Lundi (5)
Ce jour-là, le Monde cessa d’exister. Une lumière intense envahit l’espace, et les rues de Paris prirent l’apparence de l’enfer. L’air disparut en un tourbillon de chaleur de plus d’un million de degrés. Une boule de feu gigantesque engloutit les voitures, les terrasses de café, les arbres, les immeubles, et vaporisa la Seine instantanément. Le nuage de chaleur se propagea à une vitesse folle dans toutes les directions, détruisant tout sur son passage. Un nuage de fumée radioactive colossal s’éleva dans le ciel avant d’atteindre la stratosphère et de se propager sur l’ensemble de l’Europe. Toute vie avait été instantanément annihilée sur un diamètre de plus de quarante kilomètres.
Ce jour-là, plus de six millions de personnes disparurent en moins d’une demie-seconde. Un cratère monstrueux avait maintenant pris la place de la capitale française. La Seine venait s’y jeter et semblait disparaître au fond d’un gouffre sans fin. Parkings souterrains, lignes de métro et de RER n’avaient fait qu’amplifier la profondeur de l’excavation. Aux bordures du cratère, les incendies faisaient rage. Les brûlés se comptaient par milliers, perdant ça et là un bras, une jambe, un oeil, un morceau de peau. Leurs corps mutilés avaient fondu sous l’effet de la chaleur, et l’absence de toute eau à proximité n’aidait pas les équipes de secours arrivées trop tard, beaucoup plus tard, et dépourvues de moyens.
Ce jour-là, plus de quinze millions de personnes moururent quelques heures après que Fei et son collègue Pai, les deux pilotes, eurent accompli leur mission. La France se retrouvait sans aucun commandement: hormis le Ministre de l’Outre-Mer et le Ministre de la Santé, l’ensemble du gouvernement était porté disparu. Le haut commandement des Armées était décimé. Aucune riposte française n’eut le temps d’être mise en place.

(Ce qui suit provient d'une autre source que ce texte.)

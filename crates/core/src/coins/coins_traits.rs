use std::collections::HashMap;

use coinkit_market_data::{ChartPoint, CoinAnalytics, GlobalMarketPoint, TimePeriod};

use super::catalog_joiner::JoinOutcome;
use super::coin_type::CoinType;
use super::coins_model::{
    Coin, CoinCategory, CoinPrice, DefiMarketInfo, FullCoin, MarketInfo, MarketInfoOverview,
    MarketTicker, PlatformCoin,
};
use crate::errors::Result;
use coinkit_market_data::MarketInfoQuery;

/// Trait defining the contract for the coin catalog store.
///
/// Reads are synchronous snapshots. `save_full_coins` must apply the whole
/// batch atomically: either every entry is visible afterwards or none is.
#[async_trait::async_trait]
pub trait CoinRepositoryTrait: Send + Sync {
    /// Entries for the given identifiers. Unknown identifiers are simply absent.
    fn full_coins(&self, coin_uids: &[String]) -> Result<Vec<FullCoin>>;
    /// Name/code search.
    fn search_full_coins(&self, filter: &str, limit: usize) -> Result<Vec<FullCoin>>;
    fn search_coins(&self, filter: &str, limit: usize) -> Result<Vec<Coin>>;
    fn coin(&self, coin_uid: &str) -> Result<Option<Coin>>;
    /// One entry per stored platform matching any of the given types.
    fn platform_coins(&self, coin_types: &[CoinType]) -> Result<Vec<PlatformCoin>>;
    /// Name/code search restricted to platforms of one type code (`erc20`, `bep2`, ...).
    fn search_platform_coins(
        &self,
        platform_type: &str,
        filter: &str,
        limit: usize,
    ) -> Result<Vec<PlatformCoin>>;
    /// Replaces or inserts the given entries. Returns the number written.
    async fn save_full_coins(&self, full_coins: Vec<FullCoin>) -> Result<usize>;
}

/// Category metadata lookup. Best-effort: missing ids are absent from the result.
pub trait CoinCategoryRepositoryTrait: Send + Sync {
    fn coin_categories(&self, uids: &[String]) -> Result<Vec<CoinCategory>>;
}

/// Exchange metadata lookup.
pub trait ExchangeRepositoryTrait: Send + Sync {
    /// Image URL per exchange id, for the ids that have one.
    fn image_urls(&self, exchange_ids: &[String]) -> Result<HashMap<String, String>>;
}

/// Trait defining the contract for coin market operations.
#[async_trait::async_trait]
pub trait CoinServiceTrait: Send + Sync {
    fn full_coins(&self, filter: &str, limit: usize) -> Result<Vec<FullCoin>>;
    fn full_coins_by_uids(&self, coin_uids: &[String]) -> Result<Vec<FullCoin>>;
    fn coins(&self, filter: &str, limit: usize) -> Result<Vec<Coin>>;
    /// Catalog entries owning any of the given platforms, each entry once.
    fn full_coins_by_coin_types(&self, coin_types: &[CoinType]) -> Result<Vec<FullCoin>>;
    fn platform_coin(&self, coin_type: &CoinType) -> Result<Option<PlatformCoin>>;
    fn platform_coins(&self, coin_types: &[CoinType]) -> Result<Vec<PlatformCoin>>;
    fn search_platform_coins(
        &self,
        platform_type: &str,
        filter: &str,
        limit: usize,
    ) -> Result<Vec<PlatformCoin>>;
    /// Like [`platform_coins`](Self::platform_coins), keyed by [`CoinType::id`].
    /// Identifiers that do not parse are skipped.
    fn platform_coins_by_coin_type_ids(&self, coin_type_ids: &[String])
        -> Result<Vec<PlatformCoin>>;

    /// Provider category list ordered by display order.
    async fn coin_categories(&self) -> Result<Vec<CoinCategory>>;

    /// Market snapshot batch joined with the catalog, applying the configured
    /// catalog-failure policy.
    async fn market_infos(&self, query: MarketInfoQuery) -> Result<Vec<MarketInfo>>;
    /// Same as [`market_infos`](Self::market_infos) but leaves the catalog
    /// failure decision to the caller.
    async fn market_infos_outcome(&self, query: MarketInfoQuery)
        -> Result<JoinOutcome<MarketInfo>>;
    async fn market_info_overview(
        &self,
        coin_uid: &str,
        currency: &str,
        language: &str,
    ) -> Result<MarketInfoOverview>;
    async fn market_tickers(&self, coin_uid: &str) -> Result<Vec<MarketTicker>>;
    async fn defi_market_infos(&self, currency: &str) -> Result<Vec<DefiMarketInfo>>;
    async fn coin_prices(&self, coin_uids: &[String], currency: &str) -> Result<Vec<CoinPrice>>;

    async fn global_market_points(
        &self,
        currency: &str,
        period: TimePeriod,
    ) -> Result<Vec<GlobalMarketPoint>>;
    async fn market_info_tvl(
        &self,
        coin_uid: &str,
        currency: &str,
        period: TimePeriod,
    ) -> Result<Vec<ChartPoint>>;
    async fn analytics(&self, coin_uid: &str, currency: &str) -> Result<CoinAnalytics>;
    async fn dex_volume_points(
        &self,
        coin_uid: &str,
        currency: &str,
        period: TimePeriod,
    ) -> Result<Vec<ChartPoint>>;
    async fn dex_liquidity_points(
        &self,
        coin_uid: &str,
        currency: &str,
        period: TimePeriod,
    ) -> Result<Vec<ChartPoint>>;
    async fn transaction_points(
        &self,
        coin_uid: &str,
        period: TimePeriod,
    ) -> Result<Vec<ChartPoint>>;
    async fn active_address_points(
        &self,
        coin_uid: &str,
        period: TimePeriod,
    ) -> Result<Vec<ChartPoint>>;

    /// Persists a freshly fetched catalog batch, then signals subscribers.
    async fn handle_fetched(&self, full_coins: Vec<FullCoin>) -> Result<()>;
    /// Fetches the full coin list and hands it to [`handle_fetched`](Self::handle_fetched).
    async fn sync_full_coins(&self) -> Result<usize>;
}
//! Assembly of the composite views exposed to callers.
//!
//! Open-ended provider keys are resolved through the closed vocabularies;
//! anything that does not resolve is left out. Views degrade by omission.

use std::collections::{BTreeMap, HashMap};

use chrono::NaiveDate;
use log::{debug, warn};
use rust_decimal::Decimal;

use coinkit_market_data::{
    ClosedCode, LinkType, MarketInfoOverviewRaw, TickersResponse, TimePeriod,
};

use super::coin_type::CoinType;
use super::coins_model::{CoinCategory, MarketInfoOverview, MarketTicker};
use super::coins_traits::CoinCategoryRepositoryTrait;

/// Currency -> period -> value. Absent values and unknown period codes are skipped.
pub fn performance_table(
    raw: &HashMap<String, HashMap<String, Option<Decimal>>>,
) -> BTreeMap<String, BTreeMap<TimePeriod, Decimal>> {
    raw.iter()
        .map(|(currency, by_period)| {
            let resolved = by_period
                .iter()
                .filter_map(|(code, value)| {
                    let value = (*value)?;
                    let period = TimePeriod::from_code(code)?;
                    Some((period, value))
                })
                .collect();
            (currency.clone(), resolved)
        })
        .collect()
}

/// Link type -> URL. Unknown link codes and blank URLs are skipped.
pub fn link_table(raw: &HashMap<String, Option<String>>) -> BTreeMap<LinkType, String> {
    raw.iter()
        .filter_map(|(code, url)| {
            let url = url.as_deref().map(str::trim).filter(|u| !u.is_empty())?;
            let link_type = LinkType::from_code(code)?;
            Some((link_type, url.to_string()))
        })
        .collect()
}

/// Resolves category ids in payload order, dropping ids the collaborator did not return.
pub fn resolve_categories(
    category_ids: &[String],
    category_repository: &dyn CoinCategoryRepositoryTrait,
) -> Vec<CoinCategory> {
    if category_ids.is_empty() {
        return Vec::new();
    }

    let categories = match category_repository.coin_categories(category_ids) {
        Ok(categories) => categories,
        Err(e) => {
            warn!("Category lookup failed, overview will have no categories: {}", e);
            return Vec::new();
        }
    };

    let by_uid: HashMap<&str, &CoinCategory> =
        categories.iter().map(|c| (c.uid.as_str(), c)).collect();

    category_ids
        .iter()
        .filter_map(|id| by_uid.get(id.as_str()).map(|c| (*c).clone()))
        .collect()
}

fn parse_genesis_date(raw: Option<&str>) -> Option<NaiveDate> {
    let raw = raw?.trim();
    if raw.is_empty() {
        return None;
    }
    match NaiveDate::parse_from_str(raw, "%Y-%m-%d") {
        Ok(date) => Some(date),
        Err(_) => {
            debug!("Ignoring unparsable genesis date '{}'", raw);
            None
        }
    }
}

pub fn assemble_overview(
    raw: MarketInfoOverviewRaw,
    category_repository: &dyn CoinCategoryRepositoryTrait,
) -> MarketInfoOverview {
    let categories = resolve_categories(&raw.category_ids, category_repository);
    let performance = performance_table(&raw.performance);
    let links = link_table(&raw.links);
    let platforms: Vec<CoinType> = raw
        .platforms
        .iter()
        .filter_map(CoinType::from_platform)
        .collect();

    let market_data = raw.market_data;

    MarketInfoOverview {
        market_cap: market_data.market_cap,
        market_cap_rank: market_data.market_cap_rank,
        total_supply: market_data.total_supply,
        circulating_supply: market_data.circulating_supply,
        volume_24h: market_data.total_volume,
        diluted_market_cap: market_data.fully_diluted_valuation,
        tvl: market_data.total_value_locked,
        performance,
        genesis_date: parse_genesis_date(raw.genesis_date.as_deref()),
        categories,
        description: raw.description.unwrap_or_default(),
        platforms,
        links,
    }
}

/// Tickers with exchange images attached. Tickers without a rate are dropped.
pub fn assemble_tickers(
    response: TickersResponse,
    image_urls: &HashMap<String, String>,
) -> Vec<MarketTicker> {
    response
        .tickers
        .into_iter()
        .filter_map(|ticker| {
            let rate = ticker.last?;
            Some(MarketTicker {
                market_image_url: image_urls.get(&ticker.market.identifier).cloned(),
                base: ticker.base,
                target: ticker.target,
                market_name: ticker.market.name,
                rate,
                volume: ticker.volume,
            })
        })
        .collect()
}

#[cfg(test)]
mod tests {
    use super::*;
    use crate::errors::{DatabaseError, Result};
    use coinkit_market_data::{OverviewMarketDataRaw, PlatformRaw, TickerMarketRaw, TickerRaw};
    use rust_decimal_macros::dec;

    struct StaticCategories(Vec<CoinCategory>);

    impl CoinCategoryRepositoryTrait for StaticCategories {
        fn coin_categories(&self, uids: &[String]) -> Result<Vec<CoinCategory>> {
            Ok(self
                .0
                .iter()
                .filter(|c| uids.contains(&c.uid))
                .cloned()
                .collect())
        }
    }

    struct BrokenCategories;

    impl CoinCategoryRepositoryTrait for BrokenCategories {
        fn coin_categories(&self, _uids: &[String]) -> Result<Vec<CoinCategory>> {
            Err(DatabaseError::QueryFailed("no such table".to_string()).into())
        }
    }

    fn category(uid: &str, order: i32) -> CoinCategory {
        CoinCategory {
            uid: uid.to_string(),
            name: uid.to_uppercase(),
            description: BTreeMap::new(),
            order,
        }
    }

    fn performance(
        entries: &[(&str, &[(&str, Option<Decimal>)])],
    ) -> HashMap<String, HashMap<String, Option<Decimal>>> {
        entries
            .iter()
            .map(|(currency, values)| {
                (
                    currency.to_string(),
                    values
                        .iter()
                        .map(|(code, value)| (code.to_string(), *value))
                        .collect(),
                )
            })
            .collect()
    }

    #[test]
    fn test_performance_drops_unknown_periods() {
        let raw = performance(&[(
            "usd",
            &[("1d", Some(dec!(2.5))), ("bogus_period", Some(dec!(9.9)))],
        )]);

        let table = performance_table(&raw);

        let mut expected_usd = BTreeMap::new();
        expected_usd.insert(TimePeriod::Day1, dec!(2.5));
        let mut expected = BTreeMap::new();
        expected.insert("usd".to_string(), expected_usd);
        assert_eq!(table, expected);
    }

    #[test]
    fn test_performance_drops_absent_values() {
        let raw = performance(&[
            ("usd", &[("1w", None), ("1m", Some(dec!(-4)))]),
            ("btc", &[("1y", None)]),
        ]);

        let table = performance_table(&raw);

        assert_eq!(table["usd"].len(), 1);
        assert_eq!(table["usd"][&TimePeriod::Month1], dec!(-4));
        assert!(table["btc"].is_empty());
    }

    #[test]
    fn test_link_table() {
        let raw: HashMap<String, Option<String>> = [
            ("website", Some("https://bitcoin.org")),
            ("discord", Some("https://discord.gg/x")),
            ("twitter", None),
            ("github", Some("   ")),
        ]
        .iter()
        .map(|(k, v)| (k.to_string(), v.map(str::to_string)))
        .collect();

        let links = link_table(&raw);

        assert_eq!(links.len(), 1);
        assert_eq!(links[&LinkType::Website], "https://bitcoin.org");
    }

    #[test]
    fn test_categories_follow_payload_order_and_drop_retired() {
        let repository = StaticCategories(vec![category("pow", 2), category("layer-1", 1)]);
        let ids = vec![
            "layer-1".to_string(),
            "retired".to_string(),
            "pow".to_string(),
        ];

        let categories = resolve_categories(&ids, &repository);

        let uids: Vec<&str> = categories.iter().map(|c| c.uid.as_str()).collect();
        assert_eq!(uids, vec!["layer-1", "pow"]);
    }

    #[test]
    fn test_category_failure_degrades() {
        let categories = resolve_categories(&["pow".to_string()], &BrokenCategories);
        assert!(categories.is_empty());
    }

    fn overview_raw() -> MarketInfoOverviewRaw {
        MarketInfoOverviewRaw {
            market_data: OverviewMarketDataRaw {
                market_cap: Some(dec!(980000000000)),
                market_cap_rank: Some(1),
                total_supply: Some(dec!(21000000)),
                circulating_supply: None,
                total_volume: Some(dec!(30000000000)),
                fully_diluted_valuation: None,
                total_value_locked: None,
            },
            performance: performance(&[("usd", &[("1d", Some(dec!(2.5)))])]),
            genesis_date: Some("2009-01-03".to_string()),
            category_ids: vec!["pow".to_string()],
            description: None,
            platforms: vec![
                PlatformRaw {
                    platform_type: "bitcoin".to_string(),
                    decimals: Some(8),
                    address: None,
                    symbol: None,
                },
                PlatformRaw {
                    platform_type: "erc20".to_string(),
                    decimals: Some(8),
                    address: None,
                    symbol: None,
                },
                PlatformRaw {
                    platform_type: "some-new-chain".to_string(),
                    decimals: None,
                    address: Some("0x1".to_string()),
                    symbol: None,
                },
            ],
            links: [("website".to_string(), Some("https://bitcoin.org".to_string()))]
                .into_iter()
                .collect(),
        }
    }

    #[test]
    fn test_assemble_overview() {
        let repository = StaticCategories(vec![category("pow", 1)]);

        let overview = assemble_overview(overview_raw(), &repository);

        assert_eq!(overview.market_cap_rank, Some(1));
        assert_eq!(overview.volume_24h, Some(dec!(30000000000)));
        assert_eq!(overview.genesis_date, NaiveDate::from_ymd_opt(2009, 1, 3));
        assert_eq!(overview.description, "");
        assert_eq!(overview.platforms, vec![CoinType::Bitcoin]);
        assert_eq!(overview.categories.len(), 1);
        assert_eq!(overview.links.len(), 1);
        assert_eq!(overview.performance["usd"][&TimePeriod::Day1], dec!(2.5));
    }

    #[test]
    fn test_assemble_overview_is_idempotent() {
        let repository = StaticCategories(vec![category("pow", 1)]);
        let first = assemble_overview(overview_raw(), &repository);
        let second = assemble_overview(overview_raw(), &repository);
        assert_eq!(first, second);
    }

    #[test]
    fn test_bad_genesis_date_is_dropped() {
        assert_eq!(parse_genesis_date(Some("03/01/2009")), None);
        assert_eq!(parse_genesis_date(Some("")), None);
        assert_eq!(parse_genesis_date(None), None);
    }

    #[test]
    fn test_assemble_tickers_attaches_images() {
        let ticker = |exchange: &str, last: Option<Decimal>| TickerRaw {
            base: "BTC".to_string(),
            target: "USDT".to_string(),
            market: TickerMarketRaw {
                identifier: exchange.to_string(),
                name: exchange.to_uppercase(),
            },
            last,
            volume: Some(dec!(12)),
        };
        let response = TickersResponse {
            tickers: vec![
                ticker("binance", Some(dec!(50000))),
                ticker("kraken", Some(dec!(50010))),
                ticker("ghost", None),
            ],
        };
        let mut images = HashMap::new();
        images.insert("binance".to_string(), "https://img/binance.png".to_string());

        let tickers = assemble_tickers(response, &images);

        assert_eq!(tickers.len(), 2);
        assert_eq!(
            tickers[0].market_image_url.as_deref(),
            Some("https://img/binance.png")
        );
        assert_eq!(tickers[1].market_image_url, None);
        assert_eq!(tickers[1].rate, dec!(50010));
    }
}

Ce jour-là, le gouvernement anglais décida moins de dix minutes après la destruction totale de Paris une attaque immédiate visant la Chine et ses alliés. Quelques minutes plus tard, le gouvernement américain, se basant sur les informations de ses agences de renseignements, lançait une opération de destruction systématique des armes nucléaires chinoises. Trois missiles ballistiques intercontinentaux furent tirés depuis des bases américaines situées non loin du Japon. Deux furent détruits en vol par l’armée chinoise. Le dernier raya Pékin de la carte, coupant court aux rêves fous des dirigeants chinois. La Corée du Nord réagit en attaquant immédiatement le Japon. Tokyo fut détruite cinq heures après Paris, à la minute près. Plus d’une centaine de missiles partirent depuis diverses bases, ayant pour cibles des villes américaines, russes, iraniennes, indiennes, pakistanaises, anglaises, allemandes, espagnoles, israëliennes, sud-africaines, brésiliennes. La Terre s’illumina de mille feux. Le Monde ne fut plus qu’un gigantesque incendie.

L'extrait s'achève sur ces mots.